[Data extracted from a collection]
= = = =

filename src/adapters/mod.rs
pub mod api_errors;
pub mod http;
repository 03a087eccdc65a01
use {
    crate::domain::error::AuditError,
    crate::domain::id::TenantId,
    crate::domain::repository::{RepoFuture, TenantRepository},
    sqlx::PgPool,
};

pub struct PgTenantRepository {
    pool: PgPool,
}

impl PgTenantRepository {
    pub fn new(pool: PgPool) -> Self {
        Self { pool }
    }

    /// Tenant row, partition and provisioned marker in one transaction.
    /// The advisory lock serializes concurrent provisioning of the same tenant,
    /// since `CREATE TABLE IF NOT EXISTS` alone can still race.
    async fn provision(&self, tenant_id: TenantId) -> Result<(), AuditError> {
        let mut tx = self.pool.begin().await?;

        sqlx::query("SELECT pg_advisory_xact_lock(hashtext($1))")
            .bind(format!("audit-provision:{tenant_id}"))
            .execute(&mut *tx)
            .await?;

        sqlx::query("INSERT INTO tenants (tenant_id) VALUES ($1) ON CONFLICT (tenant_id) DO NOTHING")
            .bind(tenant_id.as_str())
            .execute(&mut *tx)
            .await?;

        // DDL cannot take bind parameters. TenantId is restricted to
        // [A-Za-z0-9_-], so it is safe inside both quotes.
        let ddl = format!(
            r#"CREATE TABLE IF NOT EXISTS "{}" PARTITION OF audit_log FOR VALUES IN ('{}')"#,
            tenant_id.partition_name(),
            tenant_id.as_str()
        );
        sqlx::query(&ddl).execute(&mut *tx).await?;

        sqlx::query(
            "UPDATE tenants \
             SET audit_provisioned_at = COALESCE(audit_provisioned_at, now()), updated_at = now() \
             WHERE tenant_id = $1",
        )
        .bind(tenant_id.as_str())
        .execute(&mut *tx)
        .await?;

        tx.commit().await?;
        tracing::info!(tenant_id = %tenant_id, "audit storage provisioned");
        Ok(())
    }
}

impl TenantRepository for PgTenantRepository {
    fn provision_audit_storage(&self, tenant_id: &TenantId) -> RepoFuture<'_, ()> {
        Box::pin(self.provision(tenant_id.clone()))
    }

    fn set_audit_enabled(&self, tenant_id: &TenantId, enabled: bool) -> RepoFuture<'_, ()> {
        let tenant_id = tenant_id.clone();
        Box::pin(async move {
            sqlx::query(
                r#"
                INSERT INTO tenants (tenant_id, audit_log_enabled)
                VALUES ($1, $2)
                ON CONFLICT (tenant_id) DO UPDATE
                SET audit_log_enabled = EXCLUDED.audit_log_enabled, updated_at = now()
                "#,
            )
            .bind(tenant_id.as_str())
            .bind(enabled)
            .execute(&self.pool)
            .await?;
            Ok(())
        })
    }

    fn audit_enabled(&self, tenant_id: &TenantId) -> RepoFuture<'_, bool> {
        let tenant_id = tenant_id.clone();
        Box::pin(async move {
            let enabled: Option<bool> =
                sqlx::query_scalar("SELECT audit_log_enabled FROM tenants WHERE tenant_id = $1")
                    .bind(tenant_id.as_str())
                    .fetch_optional(&self.pool)
                    .await?;
            Ok(enabled.unwrap_or(false))
        })
    }

    fn audit_enabled_tenants(&self) -> RepoFuture<'_, Vec<TenantId>> {
        Box::pin(async move {
            let ids: Vec<String> = sqlx::query_scalar(
                "SELECT tenant_id FROM tenants WHERE audit_log_enabled ORDER BY tenant_id",
            )
            .fetch_all(&self.pool)
            .await?;
            ids.into_iter().map(TenantId::new).collect()
        })
    }
}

= = = =

- _Task directions_
Each entry above needs to be duplicated exactly.

- _Response box_
filename src/adapters/mod.rs
pub mod api_errors;
pub mod http;
repository 03a087eccdc65a01
use {
    crate::domain::error::AuditError,
    crate::domain::id::TenantId,
    crate::domain::repository::{RepoFuture, TenantRepository},
    sqlx::PgPool,
};

pub struct PgTenantRepository {
    pool: PgPool,
}

impl PgTenantRepository {
    pub fn new(pool: PgPool) -> Self {
        Self { pool }
    }

    /// Tenant row, partition and provisioned marker in one transaction.
    /// The advisory lock serializes concurrent provisioning of the same tenant,
    /// since `CREATE TABLE IF NOT EXISTS` alone can still race.
    async fn provision(&self, tenant_id: TenantId) -> Result<(), AuditError> {
        let mut tx = self.pool.begin().await?;

        sqlx::query("SELECT pg_advisory_xact_lock(hashtext($1))")
            .bind(format!("audit-provision:{tenant_id}"))
            .execute(&mut *tx)
            .await?;

        sqlx::query("INSERT INTO tenants (tenant_id) VALUES ($1) ON CONFLICT (tenant_id) DO NOTHING")
            .bind(tenant_id.as_str())
            .execute(&mut *tx)
            .await?;

        // DDL cannot take bind parameters. TenantId is restricted to
        // [A-Za-z0-9_-], so it is safe inside both quotes.
        let ddl = format!(
            r#"CREATE TABLE IF NOT EXISTS "{}" PARTITION OF audit_log FOR VALUES IN ('{}')"#,
            tenant_id.partition_name(),
            tenant_id.as_str()
        );
        sqlx::query(&ddl).execute(&mut *tx).await?;

        sqlx::query(
            "UPDATE tenants \
             SET audit_provisioned_at = COALESCE(audit_provisioned_at, now()), updated_at = now() \
             WHERE tenant_id = $1",
        )
        .bind(tenant_id.as_str())
        .execute(&mut *tx)
        .await?;

        tx.commit().await?;
        tracing::info!(tenant_id = %tenant_id, "audit storage provisioned");
        Ok(())
    }
}

impl TenantRepository for PgTenantRepository {
    fn provision_audit_storage(&self, tenant_id: &TenantId) -> RepoFuture<'_, ()> {
        Box::pin(self.provision(tenant_id.clone()))
    }

    fn set_audit_enabled(&self, tenant_id: &TenantId, enabled: bool) -> RepoFuture<'_, ()> {
        let tenant_id = tenant_id.clone();
        Box::pin(async move {
            sqlx::query(
                r#"
                INSERT INTO tenants (tenant_id, audit_log_enabled)
                VALUES ($1, $2)
                ON CONFLICT (tenant_id) DO UPDATE
                SET audit_log_enabled = EXCLUDED.audit_log_enabled, updated_at = now()
                "#,
            )
            .bind(tenant_id.as_str())
            .bind(enabled)
            .execute(&self.pool)
            .await?;
            Ok(())
        })
    }

    fn audit_enabled(&self, tenant_id: &TenantId) -> RepoFuture<'_, bool> {
        let tenant_id = tenant_id.clone();
        Box::pin(async move {
            let enabled: Option<bool> =
                sqlx::query_scalar("SELECT audit_log_enabled FROM tenants WHERE tenant_id = $1")
                    .bind(tenant_id.as_str())
                    .fetch_optional(&self.pool)
                    .await?;
            Ok(enabled.unwrap_or(false))
        })
    }

    fn audit_enabled_tenants(&self) -> RepoFuture<'_, Vec<TenantId>> {
        Box::pin(async move {
            let ids: Vec<String> = sqlx::query_scalar(
                "SELECT tenant_id FROM tenants WHERE audit_log_enabled ORDER BY tenant_id",
            )
            .fetch_all(&self.pool)
            .await?;
            ids.into_iter().map(TenantId::new).collect()
        })
    }
}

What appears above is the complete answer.